For self-study there are several approaches:
To get acquainted with the JEE stack, you can download the SAP JEE engine and the Eclipse based IDE (SAP Developer Studio) from sdn.sap.com for free. You can also download the trial for the EP Portal. There are many tutorials around on the SDN.
However, that will keep you in the orbit around NetWeaver. To touch ground, you need to get ABAP. For this there are three options:
- ABAP Trial: The cheap one: download the ABAP 7.1 Trial from SDN. This has the full IDE and runtime but no business modules; for developers and training it is fully OK; that is like starting with JBOSS and NetBeans, you can do all you want.
- Subscription: If you need a deeper look into NetWeaver there is the SAP Subscription for 2500USD/year; this is the full range of applications including ABAP, JEE and all applications; it also has SAP PI (XI) in it.

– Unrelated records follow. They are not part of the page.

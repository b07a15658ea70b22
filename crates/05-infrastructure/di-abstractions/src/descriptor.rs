//! 依赖描述符
//!
//! 描述一个可构造类型或工厂函数的参数列表：每个位置一个令牌和一组修饰符。
//! 描述符由外部提供（手工注册、代码生成等），解析引擎只消费它。

use infrastructure_common::Token;

/// 注入修饰符
#[derive(Debug, Clone, Copy, Default, PartialEq, Eq, Hash)]
pub struct InjectFlags {
    /// 找不到提供者时返回缺省值而不是报错
    pub optional: bool,
    /// 只在当前注入器中查找
    pub self_only: bool,
    /// 跳过当前注入器，从父注入器开始查找
    pub skip_self: bool,
    /// 接受但目前不影响查找范围
    pub host: bool,
}

impl InjectFlags {
    /// 查找范围；`self_only` 优先于 `skip_self`
    pub fn lookup(&self) -> LookupScope {
        if self.self_only {
            LookupScope::SelfOnly
        } else if self.skip_self {
            LookupScope::SkipSelf
        } else {
            LookupScope::Chain
        }
    }
}

/// 注入器链的查找范围
#[derive(Debug, Clone, Copy, Default, PartialEq, Eq, Hash)]
pub enum LookupScope {
    /// 从当前注入器一直查找到根
    #[default]
    Chain,
    /// 只查找当前注入器
    SelfOnly,
    /// 只查找父注入器（没有父注入器时退回当前注入器）
    SkipSelf,
}

/// 单个依赖参数
#[derive(Debug, Clone, PartialEq, Eq)]
pub struct Dependency {
    pub token: Token,
    pub flags: InjectFlags,
}

impl Dependency {
    /// 必需依赖，无修饰符
    pub fn new(token: impl Into<Token>) -> Self {
        Self {
            token: token.into(),
            flags: InjectFlags::default(),
        }
    }

    /// 标记为可选
    pub fn optional(mut self) -> Self {
        self.flags.optional = true;
        self
    }

    /// 只在当前注入器查找
    pub fn self_only(mut self) -> Self {
        self.flags.self_only = true;
        self
    }

    /// 跳过当前注入器
    pub fn skip_self(mut self) -> Self {
        self.flags.skip_self = true;
        self
    }

    /// 宿主修饰符
    pub fn host(mut self) -> Self {
        self.flags.host = true;
        self
    }
}

impl From<Token> for Dependency {
    fn from(token: Token) -> Self {
        Self::new(token)
    }
}

impl From<&str> for Dependency {
    fn from(name: &str) -> Self {
        Self::new(name)
    }
}

/// 依赖描述符
#[derive(Debug, Clone, Default, PartialEq, Eq)]
pub struct DependencyDescriptor {
    params: Vec<Dependency>,
}

impl DependencyDescriptor {
    /// 零依赖描述符
    pub fn empty() -> Self {
        Self::default()
    }

    /// 按参数顺序创建描述符
    pub fn new<I, D>(params: I) -> Self
    where
        I: IntoIterator<Item = D>,
        D: Into<Dependency>,
    {
        Self {
            params: params.into_iter().map(Into::into).collect(),
        }
    }

    /// 追加一个参数
    pub fn with(mut self, dependency: impl Into<Dependency>) -> Self {
        self.params.push(dependency.into());
        self
    }

    pub fn len(&self) -> usize {
        self.params.len()
    }

    pub fn is_empty(&self) -> bool {
        self.params.is_empty()
    }

    pub fn iter(&self) -> std::slice::Iter<'_, Dependency> {
        self.params.iter()
    }
}

impl<'a> IntoIterator for &'a DependencyDescriptor {
    type Item = &'a Dependency;
    type IntoIter = std::slice::Iter<'a, Dependency>;

    fn into_iter(self) -> Self::IntoIter {
        self.params.iter()
    }
}

/// 描述符来源
///
/// 按可构造类型或工厂函数的身份令牌提供描述符。返回 `None` 表示零依赖。
pub trait DescriptorSource: Send + Sync {
    fn descriptor(&self, target: &Token) -> Option<DependencyDescriptor>;
}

As a Java guy I recommend to start learning PI, since it is one of the most important modules, has a lot of demand in the markets and will let you approach the SAP-world step-by-step from the interfacing perspective..
- SAP Discovery Server: Finally there is the SAP Discovery Server for approx. 10.000USD; a full features Fujitsu-Siemens-Server with all SAP installed; it is the same as the subscription but includes in addition the hardware and frees you from the tedious installation work, which is especially time-consuming if you need to install the JEE engine.